§ Aim of the exercise: Using the records below, quote only the span that opens with the line containing "use tokio::sync::watch;" and closes with the line containing "pub enum ConsumerError", exactly and inclusively.

Provided data Start Marker

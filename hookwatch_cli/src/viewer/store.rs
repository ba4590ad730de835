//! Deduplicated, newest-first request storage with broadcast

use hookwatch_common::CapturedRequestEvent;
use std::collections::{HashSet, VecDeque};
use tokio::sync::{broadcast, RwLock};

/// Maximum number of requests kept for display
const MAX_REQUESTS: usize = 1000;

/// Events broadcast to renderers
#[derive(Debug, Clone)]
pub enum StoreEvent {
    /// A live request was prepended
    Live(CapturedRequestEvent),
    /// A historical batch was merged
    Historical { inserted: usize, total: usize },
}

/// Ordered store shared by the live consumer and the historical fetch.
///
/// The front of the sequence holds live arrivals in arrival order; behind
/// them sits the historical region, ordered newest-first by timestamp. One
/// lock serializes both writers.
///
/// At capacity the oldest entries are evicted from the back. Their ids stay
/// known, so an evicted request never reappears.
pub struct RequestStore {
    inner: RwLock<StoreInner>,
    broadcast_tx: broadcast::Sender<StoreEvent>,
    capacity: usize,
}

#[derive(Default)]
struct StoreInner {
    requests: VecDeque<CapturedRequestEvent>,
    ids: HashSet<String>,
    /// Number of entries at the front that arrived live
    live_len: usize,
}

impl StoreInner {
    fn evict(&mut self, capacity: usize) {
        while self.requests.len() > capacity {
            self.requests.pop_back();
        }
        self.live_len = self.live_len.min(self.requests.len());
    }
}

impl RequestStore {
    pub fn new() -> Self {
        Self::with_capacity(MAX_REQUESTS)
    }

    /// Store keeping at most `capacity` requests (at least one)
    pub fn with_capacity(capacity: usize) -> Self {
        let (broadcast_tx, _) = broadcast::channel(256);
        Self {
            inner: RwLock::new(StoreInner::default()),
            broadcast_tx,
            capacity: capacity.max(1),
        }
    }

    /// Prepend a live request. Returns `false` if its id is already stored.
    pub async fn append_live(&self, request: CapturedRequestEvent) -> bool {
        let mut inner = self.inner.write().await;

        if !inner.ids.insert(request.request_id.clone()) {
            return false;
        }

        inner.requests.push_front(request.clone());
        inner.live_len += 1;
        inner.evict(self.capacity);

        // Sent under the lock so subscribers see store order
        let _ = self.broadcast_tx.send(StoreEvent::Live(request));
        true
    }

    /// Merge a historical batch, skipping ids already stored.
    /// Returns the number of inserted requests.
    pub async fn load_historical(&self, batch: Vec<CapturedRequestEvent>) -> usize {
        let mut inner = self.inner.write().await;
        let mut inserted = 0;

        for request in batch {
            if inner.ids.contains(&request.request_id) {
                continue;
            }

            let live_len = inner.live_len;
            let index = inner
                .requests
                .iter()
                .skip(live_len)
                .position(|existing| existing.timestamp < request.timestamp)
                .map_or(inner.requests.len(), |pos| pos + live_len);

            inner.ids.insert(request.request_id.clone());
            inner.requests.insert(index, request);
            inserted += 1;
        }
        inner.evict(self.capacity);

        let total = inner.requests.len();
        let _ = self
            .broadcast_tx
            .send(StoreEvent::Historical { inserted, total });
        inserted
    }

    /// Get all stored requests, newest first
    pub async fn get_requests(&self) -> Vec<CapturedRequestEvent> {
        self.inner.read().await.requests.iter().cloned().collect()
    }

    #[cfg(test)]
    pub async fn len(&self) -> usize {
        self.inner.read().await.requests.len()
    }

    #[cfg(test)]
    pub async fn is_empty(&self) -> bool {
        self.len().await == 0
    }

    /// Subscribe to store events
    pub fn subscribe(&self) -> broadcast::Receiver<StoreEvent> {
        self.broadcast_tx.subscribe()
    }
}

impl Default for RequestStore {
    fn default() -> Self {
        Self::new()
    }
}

Provided data End Marker
Provided data Start Marker

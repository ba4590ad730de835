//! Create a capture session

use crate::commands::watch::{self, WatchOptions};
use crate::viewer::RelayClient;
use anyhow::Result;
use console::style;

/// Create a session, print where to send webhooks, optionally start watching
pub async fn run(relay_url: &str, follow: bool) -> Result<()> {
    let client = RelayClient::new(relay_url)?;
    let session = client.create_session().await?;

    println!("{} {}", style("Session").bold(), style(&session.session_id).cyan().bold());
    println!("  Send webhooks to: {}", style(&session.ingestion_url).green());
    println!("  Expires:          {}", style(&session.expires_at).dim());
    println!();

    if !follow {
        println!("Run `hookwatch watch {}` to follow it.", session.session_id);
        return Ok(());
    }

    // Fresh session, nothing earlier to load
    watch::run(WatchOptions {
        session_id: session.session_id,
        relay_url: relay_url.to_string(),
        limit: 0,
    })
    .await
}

Provided data End Marker
Provided data Start Marker

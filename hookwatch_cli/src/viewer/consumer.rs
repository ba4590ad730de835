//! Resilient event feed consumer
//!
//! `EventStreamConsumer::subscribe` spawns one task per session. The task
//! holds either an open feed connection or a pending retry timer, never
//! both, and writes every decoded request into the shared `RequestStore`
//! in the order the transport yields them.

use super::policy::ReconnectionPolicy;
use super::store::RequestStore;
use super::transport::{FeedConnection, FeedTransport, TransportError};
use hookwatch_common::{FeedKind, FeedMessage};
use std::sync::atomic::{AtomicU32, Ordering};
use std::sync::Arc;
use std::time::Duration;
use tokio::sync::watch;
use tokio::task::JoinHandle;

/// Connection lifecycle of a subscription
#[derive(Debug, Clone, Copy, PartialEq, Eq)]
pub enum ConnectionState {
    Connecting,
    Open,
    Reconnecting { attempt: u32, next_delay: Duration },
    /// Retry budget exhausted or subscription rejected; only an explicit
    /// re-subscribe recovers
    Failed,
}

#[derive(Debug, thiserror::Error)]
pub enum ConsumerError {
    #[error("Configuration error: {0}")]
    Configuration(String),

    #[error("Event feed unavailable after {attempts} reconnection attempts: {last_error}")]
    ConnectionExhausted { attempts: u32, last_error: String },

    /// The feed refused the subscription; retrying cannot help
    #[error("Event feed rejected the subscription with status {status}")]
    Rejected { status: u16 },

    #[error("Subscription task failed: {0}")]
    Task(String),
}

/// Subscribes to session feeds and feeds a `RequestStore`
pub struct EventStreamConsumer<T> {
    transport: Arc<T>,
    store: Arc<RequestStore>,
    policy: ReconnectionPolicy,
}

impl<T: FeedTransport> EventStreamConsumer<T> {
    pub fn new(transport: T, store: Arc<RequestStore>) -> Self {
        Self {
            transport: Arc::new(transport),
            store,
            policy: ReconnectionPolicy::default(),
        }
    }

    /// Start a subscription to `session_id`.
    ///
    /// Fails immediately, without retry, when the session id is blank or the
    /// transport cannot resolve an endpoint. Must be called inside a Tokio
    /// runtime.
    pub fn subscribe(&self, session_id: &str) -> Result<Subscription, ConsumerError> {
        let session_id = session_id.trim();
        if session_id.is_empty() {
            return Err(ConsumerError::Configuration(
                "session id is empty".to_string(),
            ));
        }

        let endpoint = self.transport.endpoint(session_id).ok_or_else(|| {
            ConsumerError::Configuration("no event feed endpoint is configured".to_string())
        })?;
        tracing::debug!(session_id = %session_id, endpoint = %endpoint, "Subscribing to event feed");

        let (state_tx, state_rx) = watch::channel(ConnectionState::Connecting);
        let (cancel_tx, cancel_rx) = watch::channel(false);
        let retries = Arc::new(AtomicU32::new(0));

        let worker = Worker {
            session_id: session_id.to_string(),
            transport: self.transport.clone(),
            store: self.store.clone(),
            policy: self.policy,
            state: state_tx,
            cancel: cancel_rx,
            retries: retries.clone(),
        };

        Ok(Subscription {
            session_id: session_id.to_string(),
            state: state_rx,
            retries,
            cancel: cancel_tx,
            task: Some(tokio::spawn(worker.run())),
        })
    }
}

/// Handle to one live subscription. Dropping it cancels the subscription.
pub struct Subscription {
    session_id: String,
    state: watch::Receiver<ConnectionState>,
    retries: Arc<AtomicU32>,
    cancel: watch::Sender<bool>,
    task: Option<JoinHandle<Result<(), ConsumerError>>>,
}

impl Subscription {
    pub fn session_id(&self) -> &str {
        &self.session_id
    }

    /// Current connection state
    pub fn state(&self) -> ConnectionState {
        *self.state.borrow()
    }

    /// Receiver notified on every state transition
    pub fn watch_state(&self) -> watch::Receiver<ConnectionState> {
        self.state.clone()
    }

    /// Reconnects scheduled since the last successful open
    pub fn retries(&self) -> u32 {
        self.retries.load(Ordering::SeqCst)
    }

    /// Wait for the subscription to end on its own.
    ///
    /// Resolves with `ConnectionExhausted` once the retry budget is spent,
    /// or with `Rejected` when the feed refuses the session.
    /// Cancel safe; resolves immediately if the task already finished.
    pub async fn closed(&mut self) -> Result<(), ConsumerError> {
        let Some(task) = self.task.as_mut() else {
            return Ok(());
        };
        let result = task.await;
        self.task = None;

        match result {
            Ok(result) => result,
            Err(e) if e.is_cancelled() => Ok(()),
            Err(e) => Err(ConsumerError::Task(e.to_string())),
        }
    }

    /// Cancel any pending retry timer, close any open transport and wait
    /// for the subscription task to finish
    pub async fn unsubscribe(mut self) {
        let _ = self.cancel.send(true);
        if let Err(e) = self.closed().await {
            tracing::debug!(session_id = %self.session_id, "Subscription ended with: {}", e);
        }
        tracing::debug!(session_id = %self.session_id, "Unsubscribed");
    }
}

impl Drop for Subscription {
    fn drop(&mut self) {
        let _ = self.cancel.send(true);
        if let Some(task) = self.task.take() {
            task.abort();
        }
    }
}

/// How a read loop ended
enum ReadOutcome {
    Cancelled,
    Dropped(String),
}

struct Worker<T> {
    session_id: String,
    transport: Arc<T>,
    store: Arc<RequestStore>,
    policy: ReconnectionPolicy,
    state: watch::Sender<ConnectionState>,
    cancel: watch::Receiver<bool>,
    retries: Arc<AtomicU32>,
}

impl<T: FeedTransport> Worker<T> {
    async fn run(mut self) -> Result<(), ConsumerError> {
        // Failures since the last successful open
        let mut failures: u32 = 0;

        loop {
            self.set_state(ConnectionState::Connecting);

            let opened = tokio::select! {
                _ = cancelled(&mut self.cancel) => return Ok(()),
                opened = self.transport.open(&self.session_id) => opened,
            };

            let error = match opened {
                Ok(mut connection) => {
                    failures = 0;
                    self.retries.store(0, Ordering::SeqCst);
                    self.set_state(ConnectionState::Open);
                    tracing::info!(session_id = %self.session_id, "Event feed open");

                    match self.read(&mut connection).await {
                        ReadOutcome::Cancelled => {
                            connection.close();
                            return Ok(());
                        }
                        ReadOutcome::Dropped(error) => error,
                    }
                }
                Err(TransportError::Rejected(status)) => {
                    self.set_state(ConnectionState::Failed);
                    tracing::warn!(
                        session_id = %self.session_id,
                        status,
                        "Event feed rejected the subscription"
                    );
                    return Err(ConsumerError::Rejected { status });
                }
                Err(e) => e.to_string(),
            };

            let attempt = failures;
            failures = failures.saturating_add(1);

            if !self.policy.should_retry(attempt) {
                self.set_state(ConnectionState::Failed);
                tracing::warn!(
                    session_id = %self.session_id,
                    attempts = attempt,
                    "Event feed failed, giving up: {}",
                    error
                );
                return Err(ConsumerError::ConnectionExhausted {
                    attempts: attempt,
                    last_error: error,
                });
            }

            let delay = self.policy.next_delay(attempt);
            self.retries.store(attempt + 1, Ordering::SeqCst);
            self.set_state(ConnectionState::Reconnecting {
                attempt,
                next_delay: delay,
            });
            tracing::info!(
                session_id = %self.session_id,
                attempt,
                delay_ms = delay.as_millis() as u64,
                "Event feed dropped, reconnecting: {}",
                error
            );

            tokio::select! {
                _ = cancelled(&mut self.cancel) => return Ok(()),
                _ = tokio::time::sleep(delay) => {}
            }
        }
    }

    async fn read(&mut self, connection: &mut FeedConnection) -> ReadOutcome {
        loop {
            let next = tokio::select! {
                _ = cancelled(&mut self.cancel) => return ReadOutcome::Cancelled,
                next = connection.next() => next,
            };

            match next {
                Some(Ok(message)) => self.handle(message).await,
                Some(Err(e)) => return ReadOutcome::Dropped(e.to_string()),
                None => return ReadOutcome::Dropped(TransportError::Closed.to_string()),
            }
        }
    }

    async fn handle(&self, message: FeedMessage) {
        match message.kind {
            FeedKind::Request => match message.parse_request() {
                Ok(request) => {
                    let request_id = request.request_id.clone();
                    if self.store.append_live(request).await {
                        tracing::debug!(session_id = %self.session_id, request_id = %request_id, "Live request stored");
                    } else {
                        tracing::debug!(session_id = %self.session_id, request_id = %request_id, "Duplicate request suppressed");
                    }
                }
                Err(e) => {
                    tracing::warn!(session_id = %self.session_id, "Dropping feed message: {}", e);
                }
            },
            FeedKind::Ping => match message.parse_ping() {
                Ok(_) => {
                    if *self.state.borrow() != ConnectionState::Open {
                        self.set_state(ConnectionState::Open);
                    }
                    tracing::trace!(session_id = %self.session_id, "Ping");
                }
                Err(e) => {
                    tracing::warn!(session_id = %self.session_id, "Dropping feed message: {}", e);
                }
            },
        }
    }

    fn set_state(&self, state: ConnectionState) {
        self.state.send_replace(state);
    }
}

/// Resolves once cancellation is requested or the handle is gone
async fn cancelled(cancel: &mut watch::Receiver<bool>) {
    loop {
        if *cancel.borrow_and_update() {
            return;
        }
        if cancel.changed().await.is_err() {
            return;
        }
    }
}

Provided data End Marker

§ Result for this task:
use tokio::sync::watch;
use tokio::task::JoinHandle;

/// Connection lifecycle of a subscription
#[derive(Debug, Clone, Copy, PartialEq, Eq)]
pub enum ConnectionState {
    Connecting,
    Open,
    Reconnecting { attempt: u32, next_delay: Duration },
    /// Retry budget exhausted or subscription rejected; only an explicit
    /// re-subscribe recovers
    Failed,
}

#[derive(Debug, thiserror::Error)]
pub enum ConsumerError {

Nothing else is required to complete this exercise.